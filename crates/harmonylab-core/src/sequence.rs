//! Sequence generation: progression + settings (+ user overrides) →
//! per-part pitch arrays and run-length-encoded note events

use serde::{Deserialize, Serialize};

use crate::chords::chord_pitch_classes;
use crate::notes::{closest_midi_to_target, midi_for_pitch_class, Degree, Midi};
use crate::progressions::Progression;
use crate::scales::pentatonic_pitch_classes;
use crate::settings::{Settings, STEPS_PER_BAR};

#[derive(Debug, Clone, Copy, PartialEq, Eq, Hash, Serialize, Deserialize)]
#[serde(rename_all = "lowercase")]
pub enum PartName {
    Lead,
    Arp,
    Bass,
}

impl PartName {
    pub const ALL: [PartName; 3] = [PartName::Lead, PartName::Arp, PartName::Bass];

    /// Note slots per bar for this part
    pub fn slots_per_bar(&self) -> u32 {
        match self {
            Self::Lead => 8,
            Self::Arp => 16,
            Self::Bass => 4,
        }
    }

    /// 16th-note steps covered by one slot
    pub fn step_size(&self) -> u32 {
        STEPS_PER_BAR / self.slots_per_bar()
    }

    pub fn name(&self) -> &'static str {
        match self {
            Self::Lead => "lead",
            Self::Arp => "arp",
            Self::Bass => "bass",
        }
    }
}

/// A scheduled note: loop-relative 16th-note start and duration
#[derive(Debug, Clone, PartialEq, Eq, Serialize, Deserialize)]
#[serde(rename_all = "camelCase")]
pub struct NoteEvent {
    pub part: PartName,
    pub step: u32,
    pub dur_steps: u32,
    /// `None` is a rest (never emitted by the generator, but preserved in
    /// persisted payloads)
    pub midi: Option<Midi>,
}

/// One fixed-length pitch-or-rest array per part
#[derive(Debug, Clone, Default, PartialEq, Eq, Serialize, Deserialize)]
pub struct PartNoteMap {
    pub lead: Vec<Option<Midi>>,
    pub arp: Vec<Option<Midi>>,
    pub bass: Vec<Option<Midi>>,
}

impl PartNoteMap {
    pub fn part(&self, part: PartName) -> &[Option<Midi>] {
        match part {
            PartName::Lead => &self.lead,
            PartName::Arp => &self.arp,
            PartName::Bass => &self.bass,
        }
    }
}

/// Optional per-part override arrays; `None` falls back to generated
/// material
#[derive(Debug, Clone, Default, PartialEq, Eq, Serialize, Deserialize)]
pub struct UserNotes {
    pub lead: Option<Vec<Option<Midi>>>,
    pub arp: Option<Vec<Option<Midi>>>,
    pub bass: Option<Vec<Option<Midi>>>,
}

impl UserNotes {
    pub fn part(&self, part: PartName) -> Option<&[Option<Midi>]> {
        match part {
            PartName::Lead => self.lead.as_deref(),
            PartName::Arp => self.arp.as_deref(),
            PartName::Bass => self.bass.as_deref(),
        }
    }
}

#[derive(Debug, Clone, PartialEq)]
pub struct SequenceResult {
    /// All parts merged, sorted by start step (stable across parts)
    pub events: Vec<NoteEvent>,
    /// Generated material, exposed even when user overrides drive the events
    pub generated: PartNoteMap,
}

fn to_midi(pc: u8, last: Option<Midi>, preferred_octave: i32) -> Midi {
    match last {
        Some(reference) => closest_midi_to_target(pc, reference, preferred_octave),
        None => midi_for_pitch_class(pc, preferred_octave),
    }
}

/// Root, root, fifth, root per bar; the fifth stays close to that bar's root
fn generate_bass(chords: &[Vec<u8>]) -> Vec<Option<Midi>> {
    let mut result = Vec::with_capacity(chords.len() * 4);
    let mut last: Option<Midi> = None;
    for chord in chords {
        let root_pc = chord[0];
        let fifth_pc = (root_pc + 7) % 12;
        let root = to_midi(root_pc, last, 2);
        let fifth = closest_midi_to_target(fifth_pc, root, 2);
        result.extend([Some(root), Some(root), Some(fifth), Some(root)]);
        last = Some(root);
    }
    result
}

fn generate_arp(chords: &[Vec<u8>]) -> Vec<Option<Midi>> {
    const PATTERN: [usize; 4] = [0, 2, 1, 3];
    let mut result = Vec::with_capacity(chords.len() * STEPS_PER_BAR as usize);
    let mut last: Option<Midi> = None;
    for chord in chords {
        for step in 0..STEPS_PER_BAR as usize {
            let tone = chord[PATTERN[step % PATTERN.len()] % chord.len()];
            let preferred_octave = 4 + (step / 16) as i32;
            let midi = to_midi(tone, last, preferred_octave);
            result.push(Some(midi));
            last = Some(midi);
        }
    }
    result
}

/// 8-slot template per bar: chord tones, two rests, two pentatonic passing
/// tones indexed by bar+1 / bar+2
fn generate_lead(chords: &[Vec<u8>], pentatonic: &[u8; 5]) -> Vec<Option<Midi>> {
    let mut result = Vec::with_capacity(chords.len() * 8);
    let mut last: Option<Midi> = None;
    for (bar, chord) in chords.iter().enumerate() {
        let template: [Option<u8>; 8] = [
            Some(chord[0]),
            None,
            Some(chord[2 % chord.len()]),
            Some(pentatonic[(bar + 1) % pentatonic.len()]),
            Some(chord[3 % chord.len()]),
            None,
            Some(pentatonic[(bar + 2) % pentatonic.len()]),
            Some(chord[1 % chord.len()]),
        ];
        for tone in template {
            let Some(pc) = tone else {
                result.push(None);
                continue;
            };
            let midi = to_midi(pc, last, 5);
            result.push(Some(midi));
            last = Some(midi);
        }
    }
    result
}

/// Run-length encode a part's pitch array: consecutive equal non-rest slots
/// collapse into one event; rests advance the step cursor without emitting.
fn notes_to_events(part: PartName, notes: &[Option<Midi>]) -> Vec<NoteEvent> {
    let step_size = part.step_size();
    let mut events = Vec::new();
    let mut step = 0u32;
    let mut idx = 0usize;
    while idx < notes.len() {
        let Some(midi) = notes[idx] else {
            idx += 1;
            step += step_size;
            continue;
        };
        let mut run_end = idx + 1;
        while run_end < notes.len() && notes[run_end] == Some(midi) {
            run_end += 1;
        }
        let duration = (run_end - idx) as u32 * step_size;
        events.push(NoteEvent {
            part,
            step,
            dur_steps: duration,
            midi: Some(midi),
        });
        step += duration;
        idx = run_end;
    }
    events
}

/// Pad with rests or truncate to the expected slot count
fn ensure_length(source: Option<&[Option<Midi>]>, target: usize) -> Option<Vec<Option<Midi>>> {
    let mut copy = source?.to_vec();
    copy.resize(target, None);
    Some(copy)
}

/// Derive every part's material and events from the current settings,
/// progression, and overrides. Pure: safe to call on every mutation.
pub fn generate_sequence(
    settings: &Settings,
    progression: &Progression,
    user_notes: &UserNotes,
) -> SequenceResult {
    let bars = settings.bars as usize;
    let degrees: Vec<Degree> = (0..bars)
        .map(|bar| {
            if progression.degrees.is_empty() {
                0
            } else {
                progression.degrees[bar % progression.degrees.len()]
            }
        })
        .collect();
    let chords: Vec<Vec<u8>> = degrees
        .iter()
        .map(|&degree| chord_pitch_classes(settings.key, settings.mode, degree, true))
        .collect();
    let pentatonic = pentatonic_pitch_classes(settings.key, settings.mode);

    let generated = PartNoteMap {
        lead: generate_lead(&chords, &pentatonic),
        arp: generate_arp(&chords),
        bass: generate_bass(&chords),
    };

    let mut events = Vec::new();
    for part in [PartName::Bass, PartName::Arp, PartName::Lead] {
        let expected = bars * part.slots_per_bar() as usize;
        let overridden = ensure_length(user_notes.part(part), expected);
        let notes = overridden.as_deref().unwrap_or(generated.part(part));
        events.extend(notes_to_events(part, notes));
    }
    events.sort_by_key(|event| event.step);

    SequenceResult { events, generated }
}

:: TASK DESCRIPTION ::
Copy the records above exactly, beginning at the line that contains "bar+1 / bar+2" and stopping after the line that contains "Some(pentatonic[(bar + 1)".

:: YOUR RESPONSE ::
/// tones indexed by bar+1 / bar+2
fn generate_lead(chords: &[Vec<u8>], pentatonic: &[u8; 5]) -> Vec<Option<Midi>> {
    let mut result = Vec::with_capacity(chords.len() * 8);
    let mut last: Option<Midi> = None;
    for (bar, chord) in chords.iter().enumerate() {
        let template: [Option<u8>; 8] = [
            Some(chord[0]),
            None,
            Some(chord[2 % chord.len()]),
            Some(pentatonic[(bar + 1) % pentatonic.len()]),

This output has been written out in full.